Ces fiers Germains, étonnés d’abord des préparatifs immenses d’Alexandre Sévère, tremblèrent devant son successeur, barbare qui les égalait en courage et en férocité ; mais, toujours prêts à fondre sur les frontières de l’empire, ils augmentèrent le désordre général qui le déchira après la mort de Dèce. Les riches provinces de la Gaule éprouvèrent leur fureur, et ce peuple arracha le premier le voile qui dérobait à l’univers la faible majesté de l’Italie.
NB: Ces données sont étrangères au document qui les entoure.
use anyhow::Result;
use std::time::Duration;

/// Recorder lifecycle as seen by the driver, decoded from the wire messages
/// the extension forwards through the CDP binding.
#[derive(Debug, Clone, PartialEq, Eq)]
pub enum RecorderEvent {
    /// The backend started recording.
    Started,
    /// One decoded chunk of recorded media.
    Chunk(Vec<u8>),
    /// The backend stopped; the session is complete.
    Stopped,
    /// The backend could not acquire a capture stream.
    Failed(String),
}

/// Page operations the session logic needs from a live browser.
///
/// Kept narrow so the supervising loop and click workers can be exercised in
/// tests without a browser.
#[async_trait::async_trait]
pub trait PageControl: Send + Sync {
    /// Wait until `selector` matches an element, up to `timeout`.
    async fn wait_for_selector(&self, selector: &str, timeout: Duration) -> Result<()>;

    /// Click the first element matching `selector`.
    async fn click(&self, selector: &str) -> Result<()>;

    /// Pause every video element on the page.
    async fn pause_media(&self) -> Result<()>;

    /// Post a client stop signal into the page, to be relayed to the backend.
    async fn broadcast_stop(&self) -> Result<()>;
}
pub mod browser;
pub mod config;
pub mod extension;
pub mod protocol;
pub mod session;
pub mod sink;

pub use browser::{BrowserSession, PageControl, RecorderBridge, RecorderEvent};
pub use config::{BrowserSettings, Config, SessionSettings};
pub use extension::{ExtensionBundle, SENTINEL_TITLE};
pub use protocol::{BackendMessage, ClientMessage};
pub use session::{ClickTarget, RecordingSession, SessionConfig, SessionStats};
pub use sink::{BlobSink, FileSink};
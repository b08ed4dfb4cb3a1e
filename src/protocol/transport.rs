//! Transport encoding for recorded chunks
//!
//! The relay boundary only reliably carries text, so chunk bytes cross it as
//! standard base64 (no line wrapping). The extension's background script
//! encodes each timeslice before emitting `REC_BACKEND_BLOB`; the driver
//! decodes right before handing bytes to the sink. The pair below is the
//! whole contract: `decode_chunk(encode_chunk(bytes)) == bytes`.

use anyhow::{Context, Result};
use base64::Engine;

/// Encode recorder bytes for the relay boundary.
pub fn encode_chunk(bytes: &[u8]) -> String {
    base64::engine::general_purpose::STANDARD.encode(bytes)
}

/// Decode a transport-encoded chunk back into recorder bytes.
///
/// A failure here means the chunk is dropped by the caller; it never aborts
/// the session.
pub fn decode_chunk(encoded: &str) -> Result<Vec<u8>> {
    base64::engine::general_purpose::STANDARD
        .decode(encoded.trim())
        .context("chunk payload is not valid base64")
}
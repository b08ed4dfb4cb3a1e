use anyhow::{anyhow, Result};
use chrono::Utc;
use std::sync::Arc;
use std::time::{Duration, Instant};
use tokio::sync::mpsc;
use tokio::time::timeout;
use tracing::{error, info, warn};

use super::config::{ClickTarget, SessionConfig};
use super::stats::SessionStats;
use crate::browser::{BrowserSession, PageControl, RecorderBridge, RecorderEvent};
use crate::config::BrowserSettings;
use crate::extension::ExtensionBundle;
use crate::sink::{BlobSink, FileSink};

/// One end-to-end recording attempt.
pub struct RecordingSession {
    config: SessionConfig,
}

impl RecordingSession {
    pub fn new(config: SessionConfig) -> Self {
        Self { config }
    }

    /// Run the session to completion and report what was recorded.
    ///
    /// Stages the extension, launches the browser, installs the recorder
    /// bridge before navigating, spawns a worker per click target, then
    /// supervises recorder events until the backend stops or fails. The
    /// browser is torn down before the outcome is inspected so a capture
    /// failure still cleans up.
    pub async fn run(self, browser_settings: &BrowserSettings) -> Result<SessionStats> {
        let config = self.config;
        let started_at = Utc::now();
        let started = Instant::now();

        info!(
            "Starting recording session {} for {} -> {}",
            config.session_id,
            config.url,
            config.output.display()
        );

        let bundle = ExtensionBundle::materialize()?;
        let browser = BrowserSession::launch(browser_settings, bundle.path()).await?;

        // The bridge must exist before navigation or early events are lost.
        let mut bridge = RecorderBridge::install(browser.page()).await?;

        browser.navigate(&config.url).await?;

        let control: Arc<dyn PageControl> = Arc::new(browser.control());
        let mut workers = Vec::with_capacity(config.clicks.len());
        for target in config.clicks.clone() {
            let page = Arc::clone(&control);
            let selector_wait = config.selector_wait;
            let retry_limit = config.click_retry_limit;
            workers.push(tokio::spawn(async move {
                run_click_target(page, target, selector_wait, retry_limit).await;
            }));
        }

        let mut sink = FileSink::new(&config.output);
        let outcome = supervise(
            control.as_ref(),
            bridge.events(),
            &mut sink,
            config.stop_timeout,
        )
        .await;

        for worker in &workers {
            worker.abort();
        }
        browser.close().await?;

        let stop_nudges = outcome?;

        let stats = SessionStats {
            session_id: config.session_id.clone(),
            started_at,
            duration_secs: started.elapsed().as_secs_f64(),
            chunks_written: sink.chunks_written(),
            bytes_written: sink.bytes_written(),
            chunks_dropped: sink.chunks_dropped(),
            stop_nudges,
            output: sink.was_opened().then(|| sink.path().to_path_buf()),
        };

        info!(
            "Session {} complete: {} chunks, {} bytes",
            stats.session_id, stats.chunks_written, stats.bytes_written
        );
        Ok(stats)
    }
}

/// Consume recorder events until the backend stops, driving the sink.
///
/// The supervisor is the sink's only owner: start opens it (idempotent, a
/// duplicate start never truncates), chunks append in arrival order, stop
/// closes it and ends the session. When no event arrives within
/// `stop_timeout` the page is nudged: all videos are paused and a client
/// stop signal is broadcast, then the wait resumes. Returns how many times
/// the nudge fired.
pub async fn supervise(
    page: &dyn PageControl,
    events: &mut mpsc::Receiver<RecorderEvent>,
    sink: &mut dyn BlobSink,
    stop_timeout: Duration,
) -> Result<usize> {
    let mut stop_nudges = 0;
    loop {
        match timeout(stop_timeout, events.recv()).await {
            Ok(Some(RecorderEvent::Started)) => {
                info!("Recorder started");
                sink.open()?;
            }
            Ok(Some(RecorderEvent::Chunk(bytes))) => {
                // A failed write drops the chunk, never the session.
                if let Err(e) = sink.append(&bytes) {
                    error!("Failed to write chunk: {}", e);
                }
            }
            Ok(Some(RecorderEvent::Stopped)) => {
                info!("Recorder stopped");
                sink.close()?;
                return Ok(stop_nudges);
            }
            Ok(Some(RecorderEvent::Failed(message))) => {
                sink.close()?;
                return Err(anyhow!("Capture failed: {}", message));
            }
            Ok(None) => {
                warn!("Recorder event channel closed before a stop event");
                sink.close()?;
                return Ok(stop_nudges);
            }
            Err(_elapsed) => {
                stop_nudges += 1;
                info!(
                    "No recorder activity for {:?}, pausing playback and requesting stop",
                    stop_timeout
                );
                if let Err(e) = page.pause_media().await {
                    warn!("Failed to pause videos: {}", e);
                }
                if let Err(e) = page.broadcast_stop().await {
                    warn!("Failed to broadcast stop signal: {}", e);
                }
            }
        }
    }
}

/// Wait for a click target's selector, honor its delay, click it.
///
/// Any failure restarts the whole wait-delay-click sequence. Retries are
/// unbounded unless `retry_limit` caps them.
pub async fn run_click_target(
    page: Arc<dyn PageControl>,
    target: ClickTarget,
    selector_wait: Duration,
    retry_limit: Option<u32>,
) {
    let mut attempts: u32 = 0;
    loop {
        attempts += 1;
        match attempt_click(page.as_ref(), &target, selector_wait).await {
            Ok(()) => {
                info!("Clicked {} ({})", target.name, target.selector);
                return;
            }
            Err(e) => {
                warn!(
                    "Click target {} attempt {} failed: {}",
                    target.name, attempts, e
                );
                if let Some(limit) = retry_limit {
                    if attempts >= limit {
                        warn!(
                            "Giving up on click target {} after {} attempts",
                            target.name, attempts
                        );
                        return;
                    }
                }
            }
        }
    }
}

async fn attempt_click(
    page: &dyn PageControl,
    target: &ClickTarget,
    selector_wait: Duration,
) -> Result<()> {
    page.wait_for_selector(&target.selector, selector_wait).await?;
    if let Some(delay) = target.delay {
        tokio::time::sleep(delay).await;
    }
    page.click(&target.selector).await
}
//! Wire vocabulary shared with the browser extension
//!
//! Messages cross three hops: the page script context, the extension
//! background context, and the driver's CDP binding. Every hop carries the
//! same tagged JSON records; the tag prefix (`REC_CLIENT_` vs `REC_BACKEND_`)
//! tells the in-page relay which direction a message travels.

pub mod messages;
pub mod transport;

pub use messages::{BackendMessage, ClientMessage, PlayRequest};
pub use transport::{decode_chunk, encode_chunk};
Un nombreux corps d’Allemands traversa le Danube, pénétra par les Alpes rhétiennes dans les plaines de la Lombardie, s’avança jusqu’à Ravenne, et déploya ses étendards victorieux presqu’à la vue de la capitale[1]. Cette insulte et le danger de l’état rallumèrent dans l’esprit des sénateurs quelque étincelle de leur ancienne vertu. Les empereurs se trouvaient alors engagés dans des guerres très-éloignées ; Valérien en Orient, et Gallien sur les bords du Rhin : toutes les espérances, toutes les ressources des Romains étaient en eux-mêmes. [Ils sont repoussés de devant Rome par le sénat et par le peuple.]Dans cette extrémité, le sénat prit la défense de la république ; il mit en ordre de bataille les gardes prétoriennes qui avaient été laissées dans la ville ; et, pour compléter leur nombre, il enrôla les plus forts et les plus zélés des plébéiens. Les Allemands, surpris de voir tout à coup une armée plus nombreuse que la leur, repassèrent en Germanie chargés de butin ;

  1. Hist. Aug., p. 215, 216 ; Dexippus, Excerpta legationum, p. 8 ; saint Jérôme, Chron. ; Orose, VII, 22.